• [What to produce]: The required answer is every line of the data containing the word "unwrap".

:: The data ::

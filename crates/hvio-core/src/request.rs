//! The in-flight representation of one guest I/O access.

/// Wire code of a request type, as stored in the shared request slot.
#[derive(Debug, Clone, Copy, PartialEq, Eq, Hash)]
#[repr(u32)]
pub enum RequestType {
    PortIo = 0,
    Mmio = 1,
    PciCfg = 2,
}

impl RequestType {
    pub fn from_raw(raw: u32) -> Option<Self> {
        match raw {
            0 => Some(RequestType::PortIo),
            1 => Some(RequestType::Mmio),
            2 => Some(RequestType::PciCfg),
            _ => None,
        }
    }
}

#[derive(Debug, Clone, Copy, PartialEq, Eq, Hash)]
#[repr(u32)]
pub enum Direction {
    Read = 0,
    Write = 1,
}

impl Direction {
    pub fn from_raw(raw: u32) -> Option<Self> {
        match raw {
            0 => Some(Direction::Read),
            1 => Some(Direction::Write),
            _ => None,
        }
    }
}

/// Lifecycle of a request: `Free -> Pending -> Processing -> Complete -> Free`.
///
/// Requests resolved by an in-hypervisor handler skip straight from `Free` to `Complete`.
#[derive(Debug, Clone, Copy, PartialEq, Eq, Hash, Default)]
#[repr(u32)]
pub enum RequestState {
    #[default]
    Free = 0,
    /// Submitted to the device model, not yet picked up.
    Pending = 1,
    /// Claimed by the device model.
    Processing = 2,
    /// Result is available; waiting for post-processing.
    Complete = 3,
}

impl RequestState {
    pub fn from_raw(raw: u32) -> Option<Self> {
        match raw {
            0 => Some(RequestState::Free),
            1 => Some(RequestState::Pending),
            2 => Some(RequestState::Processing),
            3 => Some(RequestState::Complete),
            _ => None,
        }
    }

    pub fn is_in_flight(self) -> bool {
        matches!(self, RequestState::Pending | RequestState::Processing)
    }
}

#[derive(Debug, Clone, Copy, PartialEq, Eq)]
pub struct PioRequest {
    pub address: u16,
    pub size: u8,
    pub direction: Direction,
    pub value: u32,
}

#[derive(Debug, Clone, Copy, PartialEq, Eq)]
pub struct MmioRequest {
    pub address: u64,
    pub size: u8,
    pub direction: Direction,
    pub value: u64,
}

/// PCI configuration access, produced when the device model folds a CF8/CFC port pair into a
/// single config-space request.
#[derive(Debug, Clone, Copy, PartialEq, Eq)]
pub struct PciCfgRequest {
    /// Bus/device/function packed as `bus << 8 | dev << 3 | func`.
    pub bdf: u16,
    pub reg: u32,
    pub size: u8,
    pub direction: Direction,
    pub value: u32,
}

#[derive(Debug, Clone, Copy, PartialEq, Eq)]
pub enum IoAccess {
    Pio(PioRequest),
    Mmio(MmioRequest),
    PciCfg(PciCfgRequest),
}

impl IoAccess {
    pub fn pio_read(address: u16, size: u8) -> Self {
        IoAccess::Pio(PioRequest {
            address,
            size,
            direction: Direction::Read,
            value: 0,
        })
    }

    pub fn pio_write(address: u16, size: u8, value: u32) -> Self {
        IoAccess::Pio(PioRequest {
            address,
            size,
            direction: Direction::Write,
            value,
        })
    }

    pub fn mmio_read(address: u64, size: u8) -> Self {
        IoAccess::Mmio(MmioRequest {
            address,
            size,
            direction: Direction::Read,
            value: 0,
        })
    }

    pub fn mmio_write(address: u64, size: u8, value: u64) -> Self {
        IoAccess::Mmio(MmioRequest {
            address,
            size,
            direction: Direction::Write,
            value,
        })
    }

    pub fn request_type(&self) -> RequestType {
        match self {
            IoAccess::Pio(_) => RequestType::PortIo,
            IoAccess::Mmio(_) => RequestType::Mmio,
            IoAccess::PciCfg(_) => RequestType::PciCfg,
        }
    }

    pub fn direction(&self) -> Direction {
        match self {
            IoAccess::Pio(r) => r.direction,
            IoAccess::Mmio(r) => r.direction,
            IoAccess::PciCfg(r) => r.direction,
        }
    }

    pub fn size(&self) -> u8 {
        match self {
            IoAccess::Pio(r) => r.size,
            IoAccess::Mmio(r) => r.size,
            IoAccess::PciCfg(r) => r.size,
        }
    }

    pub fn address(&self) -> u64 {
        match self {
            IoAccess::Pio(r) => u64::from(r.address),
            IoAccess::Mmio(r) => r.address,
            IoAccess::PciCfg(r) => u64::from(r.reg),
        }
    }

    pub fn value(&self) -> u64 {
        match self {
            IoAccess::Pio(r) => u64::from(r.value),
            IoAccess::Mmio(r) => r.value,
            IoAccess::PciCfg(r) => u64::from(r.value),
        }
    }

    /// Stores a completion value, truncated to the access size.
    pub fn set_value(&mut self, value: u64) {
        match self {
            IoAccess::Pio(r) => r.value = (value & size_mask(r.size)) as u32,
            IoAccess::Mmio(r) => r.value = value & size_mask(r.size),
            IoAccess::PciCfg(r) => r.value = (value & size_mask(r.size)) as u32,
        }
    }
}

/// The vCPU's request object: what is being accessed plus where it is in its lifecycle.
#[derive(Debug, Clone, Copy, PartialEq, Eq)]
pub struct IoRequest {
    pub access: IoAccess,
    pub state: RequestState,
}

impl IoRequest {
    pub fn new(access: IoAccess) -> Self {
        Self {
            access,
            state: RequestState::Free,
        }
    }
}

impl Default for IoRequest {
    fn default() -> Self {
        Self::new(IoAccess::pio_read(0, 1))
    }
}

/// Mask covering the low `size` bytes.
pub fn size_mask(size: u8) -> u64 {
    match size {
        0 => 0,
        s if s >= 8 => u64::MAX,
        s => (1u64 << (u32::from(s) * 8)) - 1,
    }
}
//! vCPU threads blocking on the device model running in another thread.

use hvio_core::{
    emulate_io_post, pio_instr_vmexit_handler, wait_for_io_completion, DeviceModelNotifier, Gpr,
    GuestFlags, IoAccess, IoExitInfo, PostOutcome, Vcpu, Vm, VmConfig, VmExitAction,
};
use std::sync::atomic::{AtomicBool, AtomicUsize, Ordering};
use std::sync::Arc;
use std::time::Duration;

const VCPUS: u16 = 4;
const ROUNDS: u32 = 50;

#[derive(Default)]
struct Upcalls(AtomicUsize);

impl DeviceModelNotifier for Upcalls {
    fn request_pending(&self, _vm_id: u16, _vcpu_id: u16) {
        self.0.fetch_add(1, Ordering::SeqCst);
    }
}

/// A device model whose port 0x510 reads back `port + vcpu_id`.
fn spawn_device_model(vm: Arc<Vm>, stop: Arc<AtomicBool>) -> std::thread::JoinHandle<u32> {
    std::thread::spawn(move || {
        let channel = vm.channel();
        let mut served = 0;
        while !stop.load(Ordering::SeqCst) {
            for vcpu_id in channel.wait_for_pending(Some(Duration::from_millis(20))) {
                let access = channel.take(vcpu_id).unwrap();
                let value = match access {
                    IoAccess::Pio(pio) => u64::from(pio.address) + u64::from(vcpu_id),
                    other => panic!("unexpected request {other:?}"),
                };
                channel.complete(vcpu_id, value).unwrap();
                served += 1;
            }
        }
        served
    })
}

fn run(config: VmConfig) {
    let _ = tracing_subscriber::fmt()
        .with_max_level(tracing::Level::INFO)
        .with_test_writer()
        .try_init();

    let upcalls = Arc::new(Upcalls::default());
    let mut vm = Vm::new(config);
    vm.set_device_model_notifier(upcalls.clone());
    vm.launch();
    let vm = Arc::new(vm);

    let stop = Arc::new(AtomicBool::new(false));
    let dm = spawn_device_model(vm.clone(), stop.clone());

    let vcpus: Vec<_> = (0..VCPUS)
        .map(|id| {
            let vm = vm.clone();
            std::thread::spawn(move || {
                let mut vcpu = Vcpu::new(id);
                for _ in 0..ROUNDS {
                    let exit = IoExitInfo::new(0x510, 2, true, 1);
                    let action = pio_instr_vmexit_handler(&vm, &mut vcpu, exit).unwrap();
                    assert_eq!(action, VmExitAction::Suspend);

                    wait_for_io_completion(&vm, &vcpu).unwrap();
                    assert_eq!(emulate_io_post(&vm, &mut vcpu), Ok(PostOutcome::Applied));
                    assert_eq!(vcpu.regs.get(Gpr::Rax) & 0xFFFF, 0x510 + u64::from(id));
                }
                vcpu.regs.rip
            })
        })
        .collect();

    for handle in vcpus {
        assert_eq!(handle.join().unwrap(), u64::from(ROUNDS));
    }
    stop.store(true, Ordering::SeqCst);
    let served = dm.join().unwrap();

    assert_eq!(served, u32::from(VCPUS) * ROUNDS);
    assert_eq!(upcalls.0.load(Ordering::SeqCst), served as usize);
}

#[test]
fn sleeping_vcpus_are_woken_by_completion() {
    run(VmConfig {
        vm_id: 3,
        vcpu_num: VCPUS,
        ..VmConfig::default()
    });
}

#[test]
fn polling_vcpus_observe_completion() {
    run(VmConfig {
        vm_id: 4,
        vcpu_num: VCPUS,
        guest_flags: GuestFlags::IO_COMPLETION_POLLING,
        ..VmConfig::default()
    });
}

:::

• [Output]:
                let access = channel.take(vcpu_id).unwrap();
                channel.complete(vcpu_id, value).unwrap();
                    let action = pio_instr_vmexit_handler(&vm, &mut vcpu, exit).unwrap();
                    wait_for_io_completion(&vm, &vcpu).unwrap();
        assert_eq!(handle.join().unwrap(), u64::from(ROUNDS));
    let served = dm.join().unwrap();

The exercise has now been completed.